The first district court opinion was issued on November 16, 1972. Judge John H. Pratt found that the ten states identified by HEW— Mississippi, Louisiana, Virginia, Maryland, Oklahoma, Florida, Georgia, Arkansas, and Pennsylvania—either completely ignored HEW’s request for a higher education desegregation plan or submitted deficient desegregation plans to HEW. HEW failed to enforce Title VI against these states and it continued to give federal funding to these states to support their public schools at every level: elementary, secondary, and post-secondary. According to Title VI, HEW was supposed to deny/terminate federal financial assistance to states that were not in compliance with the law or take any other legal measures to enforce state compliance with Title VI. Judge Pratt ordered that HEW officials could no longer use their limited discretion to enforce Title VI; rather, they were ordered to use the means available in Title VI to achieve compliance on a case-by-case basis. Adams v. Richardson, 351 F. Supp. 636 (D.D.C. 1972).

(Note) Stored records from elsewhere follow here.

//! Gait reconstruction from C3D walking trials.
//!
//! The pipeline runs strictly forward:
//!
//! ```text
//! c3d::read_file -> trajectory::process -> segment::fit -> kinematics::reconstruct
//!                                 \________________________\--> events::detect
//! ```
//!
//! Each stage returns a new layer which [`pipeline::reconstruct`] attaches
//! to a [`Reconstruction`]; nothing is modified in place.

pub mod c3d;
pub mod config;
pub mod error;
pub mod events;
pub mod kinematics;
pub mod markers;
pub mod model;
pub mod pipeline;
pub mod segment;
pub mod trajectory;
pub mod trial;

pub use config::{EventConfig, FitConfig, GapConfig, ReconstructionConfig};
pub use error::{Error, Result, Warning};
pub use events::{GaitEvent, GaitEventKind, Limb};
pub use markers::{Marker, MarkerSet};
pub use model::Model;
pub use pipeline::reconstruct;
pub use trial::{Frame, Reconstruction, Trial, TrialMetadata};

/// The float type for coordinates, angles, etc.
/// Captures store f32 at most, so f64 keeps every source value exactly.
pub type SensorFloat = f64;

/// A 3D marker position in millimetres.
pub type Position = nalgebra::Vector3<SensorFloat>;

/// Calculate the distance in 3D.
///
/// # Example
///
/// ```rust
/// let dist = gait::dist_3d(&[1.0, 0.0, 0.0], &[0.0, 0.0, 0.0]);
/// assert_eq!(dist, 1.0);
/// ```
pub fn dist_3d(coords0: &[SensorFloat], coords1: &[SensorFloat]) -> SensorFloat {
    assert!(coords0.len() == 3);
    assert!(coords1.len() == 3);
    let squared_sum = coords0
        .iter()
        .zip(coords1.iter())
        .map(|(&a, &b)| (a - b) * (a - b))
        .fold(0.0, |acc, x| acc + x);
    squared_sum.sqrt()
}

/// Arithmetic mean, 0.0 for an empty slice.
pub fn mean(values: &[SensorFloat]) -> SensorFloat {
    if values.is_empty() {
        return 0.0;
    }
    values.iter().sum::<SensorFloat>() / values.len() as SensorFloat
}

/// Population variance.
pub fn variance(values: &[SensorFloat]) -> SensorFloat {
    if values.is_empty() {
        return 0.0;
    }
    let m = mean(values);
    values.iter().map(|v| (v - m) * (v - m)).sum::<SensorFloat>() / values.len() as SensorFloat
}

/// Population standard deviation.
pub fn standard_dev(values: &[SensorFloat]) -> SensorFloat {
    variance(values).sqrt()
}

Next, on February 16, 1973, Judge Pratt granted the plaintiffs’ motions for declaratory and injunctive relief. HEW was required to commence enforcement of Title VI within 120 days of the order so the noncompliant states were forced to comply with Title VI. A report had to be submitted to the court describing the affirmative steps taken by HEW to ensure compliance with Title VI. HEW also had to submit reports so the court could evaluate the reasons for any delays in enforcing Title VI, monitor the school districts in seventeen states that had disproportionate school populations, look at HEW’s investigative strategies, and oversee HEW’s monitoring of court desegregation orders/termination actions. Adams v. Richardson, 356 F. Supp. 92 (D.D.C. 1973).

The defendants appealed this decision. On June 12, 1973, the U.S. Court of Appeals for the District of Columbia affirmed the district court’s opinion. It held that Title VI was judicially enforceable, HEW was obligated to enforce Title VI when schools chose not to comply with the law in a reasonable amount of time, HEW had more time to enforce Title VI in post-secondary institutions than the district court initially granted, and HEW could be required to engage in monitoring practices for schools that were under court-ordered desegregation. 480 F.2d 1159 (D.C. Cir. 1973). According to a later decision, HEW was given until June 21, 1974 to enforce Title VI in post-secondary institutions. Later, Louisiana and Mississippi were referred to the U.S. Department of Justice for judicial enforcement proceedings because their desegregation plans were found to be deficient by HEW.

Back in district court, in 1975, the plaintiffs filed a motion for further relief. This motion was granted by Judge Pratt on March 14, 1975 in an opinion captioned Adams v. Weinberger. Judge Pratt found that, although progress had been made, HEW was continuing to fail to fully enforce Title VI because HEW was relying heavily on voluntary negotiations and its was reluctant to use administrative sanctions against noncompliant school districts. HEW was ordered to put school districts on notice of that there was racial disproportion in their schools, commence enforcement proceedings against noncompliant school districts, notify courts of schools that were not in compliance with their court-enforced desegregation orders, and report its progress to the plaintiffs. 391 F. Supp. 269 (D.D.C. 1975).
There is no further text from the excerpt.